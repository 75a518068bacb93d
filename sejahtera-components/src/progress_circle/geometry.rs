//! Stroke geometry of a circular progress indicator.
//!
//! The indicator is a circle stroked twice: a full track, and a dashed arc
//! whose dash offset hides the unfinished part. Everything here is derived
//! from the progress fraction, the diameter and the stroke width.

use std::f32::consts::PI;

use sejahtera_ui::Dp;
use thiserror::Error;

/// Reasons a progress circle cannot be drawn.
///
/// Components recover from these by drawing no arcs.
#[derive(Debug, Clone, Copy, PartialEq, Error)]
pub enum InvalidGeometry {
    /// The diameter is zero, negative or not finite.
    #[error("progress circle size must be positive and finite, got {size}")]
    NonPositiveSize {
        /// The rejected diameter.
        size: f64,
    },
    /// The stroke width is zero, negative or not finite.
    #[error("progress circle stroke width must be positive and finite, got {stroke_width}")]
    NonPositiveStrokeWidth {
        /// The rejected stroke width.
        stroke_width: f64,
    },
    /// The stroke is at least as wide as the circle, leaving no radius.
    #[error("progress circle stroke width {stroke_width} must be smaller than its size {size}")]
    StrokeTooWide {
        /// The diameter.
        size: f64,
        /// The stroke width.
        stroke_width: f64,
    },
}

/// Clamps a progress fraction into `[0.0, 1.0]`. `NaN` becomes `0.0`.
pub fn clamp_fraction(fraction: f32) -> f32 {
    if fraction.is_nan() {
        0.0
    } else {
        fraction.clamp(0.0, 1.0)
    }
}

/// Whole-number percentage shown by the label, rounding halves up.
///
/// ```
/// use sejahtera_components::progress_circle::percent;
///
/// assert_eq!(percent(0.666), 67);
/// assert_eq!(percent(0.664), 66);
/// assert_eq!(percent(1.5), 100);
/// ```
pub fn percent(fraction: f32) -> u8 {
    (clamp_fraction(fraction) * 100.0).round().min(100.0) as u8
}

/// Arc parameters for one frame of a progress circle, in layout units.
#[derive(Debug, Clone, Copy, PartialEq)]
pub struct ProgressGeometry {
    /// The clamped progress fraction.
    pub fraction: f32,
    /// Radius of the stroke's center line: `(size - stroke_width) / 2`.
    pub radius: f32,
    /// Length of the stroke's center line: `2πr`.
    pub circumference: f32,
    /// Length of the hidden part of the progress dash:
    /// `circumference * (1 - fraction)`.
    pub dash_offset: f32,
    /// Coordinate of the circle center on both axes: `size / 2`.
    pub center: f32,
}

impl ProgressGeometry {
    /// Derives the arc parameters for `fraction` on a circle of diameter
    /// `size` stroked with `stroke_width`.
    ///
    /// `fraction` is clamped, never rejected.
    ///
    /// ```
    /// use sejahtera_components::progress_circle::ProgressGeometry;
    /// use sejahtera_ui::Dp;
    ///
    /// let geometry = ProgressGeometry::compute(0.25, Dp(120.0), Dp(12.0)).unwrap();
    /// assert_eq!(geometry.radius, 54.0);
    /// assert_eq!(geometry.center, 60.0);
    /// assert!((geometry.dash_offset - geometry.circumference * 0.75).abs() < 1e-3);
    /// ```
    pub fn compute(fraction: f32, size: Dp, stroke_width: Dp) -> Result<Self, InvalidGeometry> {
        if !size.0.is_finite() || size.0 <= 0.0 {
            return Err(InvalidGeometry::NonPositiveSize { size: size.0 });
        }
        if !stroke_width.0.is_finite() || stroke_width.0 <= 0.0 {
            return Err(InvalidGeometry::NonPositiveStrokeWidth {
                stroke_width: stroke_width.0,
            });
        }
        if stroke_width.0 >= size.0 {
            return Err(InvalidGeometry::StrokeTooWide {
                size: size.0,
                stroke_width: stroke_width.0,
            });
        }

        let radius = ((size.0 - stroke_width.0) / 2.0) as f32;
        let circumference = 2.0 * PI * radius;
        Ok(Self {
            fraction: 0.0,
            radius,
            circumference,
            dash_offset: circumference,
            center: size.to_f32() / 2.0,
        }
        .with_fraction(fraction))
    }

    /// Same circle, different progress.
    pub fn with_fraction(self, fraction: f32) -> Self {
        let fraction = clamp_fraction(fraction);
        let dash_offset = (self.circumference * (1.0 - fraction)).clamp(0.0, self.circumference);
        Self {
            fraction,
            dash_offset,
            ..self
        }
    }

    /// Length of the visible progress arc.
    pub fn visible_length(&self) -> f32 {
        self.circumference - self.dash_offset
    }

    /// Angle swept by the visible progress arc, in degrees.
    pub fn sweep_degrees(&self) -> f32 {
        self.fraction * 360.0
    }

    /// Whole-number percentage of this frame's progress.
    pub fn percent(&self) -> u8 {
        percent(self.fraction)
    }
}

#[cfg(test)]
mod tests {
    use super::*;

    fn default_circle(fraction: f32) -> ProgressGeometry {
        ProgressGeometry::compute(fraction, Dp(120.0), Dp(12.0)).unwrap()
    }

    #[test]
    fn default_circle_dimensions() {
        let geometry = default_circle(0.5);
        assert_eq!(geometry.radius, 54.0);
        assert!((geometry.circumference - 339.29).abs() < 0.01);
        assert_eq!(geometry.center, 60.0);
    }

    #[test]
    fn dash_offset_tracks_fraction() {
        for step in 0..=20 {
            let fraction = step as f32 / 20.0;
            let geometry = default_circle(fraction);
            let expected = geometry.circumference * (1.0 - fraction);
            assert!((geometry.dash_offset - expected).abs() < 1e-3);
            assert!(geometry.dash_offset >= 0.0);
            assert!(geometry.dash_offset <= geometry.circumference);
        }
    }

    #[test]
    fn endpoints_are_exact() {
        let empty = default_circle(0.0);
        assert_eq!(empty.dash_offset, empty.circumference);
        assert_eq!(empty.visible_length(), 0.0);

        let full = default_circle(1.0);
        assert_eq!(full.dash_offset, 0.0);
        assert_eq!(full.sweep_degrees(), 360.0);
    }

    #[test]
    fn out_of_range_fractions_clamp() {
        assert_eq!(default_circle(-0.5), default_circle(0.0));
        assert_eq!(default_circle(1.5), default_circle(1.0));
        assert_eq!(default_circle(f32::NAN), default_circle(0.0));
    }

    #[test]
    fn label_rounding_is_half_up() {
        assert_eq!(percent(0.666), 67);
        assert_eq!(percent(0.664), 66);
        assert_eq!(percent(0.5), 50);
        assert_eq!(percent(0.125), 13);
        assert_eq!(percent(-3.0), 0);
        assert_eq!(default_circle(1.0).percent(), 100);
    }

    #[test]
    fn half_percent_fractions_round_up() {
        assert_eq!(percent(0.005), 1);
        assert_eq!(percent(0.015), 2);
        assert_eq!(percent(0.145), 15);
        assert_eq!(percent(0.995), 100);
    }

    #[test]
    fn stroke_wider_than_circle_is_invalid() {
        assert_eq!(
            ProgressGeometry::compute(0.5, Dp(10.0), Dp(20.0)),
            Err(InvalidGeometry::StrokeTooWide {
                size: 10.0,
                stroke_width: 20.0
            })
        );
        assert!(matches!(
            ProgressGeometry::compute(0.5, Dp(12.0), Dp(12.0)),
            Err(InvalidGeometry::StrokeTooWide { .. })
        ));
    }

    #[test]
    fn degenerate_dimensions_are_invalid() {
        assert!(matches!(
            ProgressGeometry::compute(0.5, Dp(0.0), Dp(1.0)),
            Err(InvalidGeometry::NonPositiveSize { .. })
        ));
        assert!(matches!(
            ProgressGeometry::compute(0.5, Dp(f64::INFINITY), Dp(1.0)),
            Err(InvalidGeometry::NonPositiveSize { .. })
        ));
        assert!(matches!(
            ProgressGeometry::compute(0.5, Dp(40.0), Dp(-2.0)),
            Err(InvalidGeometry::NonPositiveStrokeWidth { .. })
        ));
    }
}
····················
=== Your objective ===
Take the listing from its first line to the line containing "rejected stroke width.". Reproduce those lines exactly and nothing else.

=== Solution ===
repository 75a518068bacb93d
filename sejahtera-components/src/progress_circle/geometry.rs
//! Stroke geometry of a circular progress indicator.
//!
//! The indicator is a circle stroked twice: a full track, and a dashed arc
//! whose dash offset hides the unfinished part. Everything here is derived
//! from the progress fraction, the diameter and the stroke width.

use std::f32::consts::PI;

use sejahtera_ui::Dp;
use thiserror::Error;

/// Reasons a progress circle cannot be drawn.
///
/// Components recover from these by drawing no arcs.
#[derive(Debug, Clone, Copy, PartialEq, Error)]
pub enum InvalidGeometry {
    /// The diameter is zero, negative or not finite.
    #[error("progress circle size must be positive and finite, got {size}")]
    NonPositiveSize {
        /// The rejected diameter.
        size: f64,
    },
    /// The stroke width is zero, negative or not finite.
    #[error("progress circle stroke width must be positive and finite, got {stroke_width}")]
    NonPositiveStrokeWidth {
        /// The rejected stroke width.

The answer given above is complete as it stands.